## Required action
Report every line below that holds the word "message".

## Saved data entries
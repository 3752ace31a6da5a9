//! Configuration error types.

use std::path::PathBuf;
use thiserror::Error;

/// Errors that can occur during configuration loading and validation.
#[derive(Error, Debug)]
pub enum ConfigError {
    /// File not found at the specified path.
    #[error("Configuration file not found: {0}")]
    FileNotFound(PathBuf),

    /// Failed to extract the configuration from its sources.
    #[error("Failed to extract configuration")]
    Extract(#[from] figment::Error),

    /// Invalid configuration value.
    #[error("Invalid configuration: {message}")]
    Validation { message: String },

    /// File extension not handled by the enabled config format features.
    #[error("Unsupported or disabled configuration file format: .{0}")]
    UnsupportedFormat(String),
}

impl ConfigError {
    /// Creates a validation error with the given message.
    pub fn validation(message: impl Into<String>) -> Self {
        Self::Validation {
            message: message.into(),
        }
    }
}

/// Result type for configuration operations.
pub type ConfigResult<T> = Result<T, ConfigError>;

## Answer section
    #[error("Invalid configuration: {message}")]
    Validation { message: String },
    /// Creates a validation error with the given message.
    pub fn validation(message: impl Into<String>) -> Self {
            message: message.into(),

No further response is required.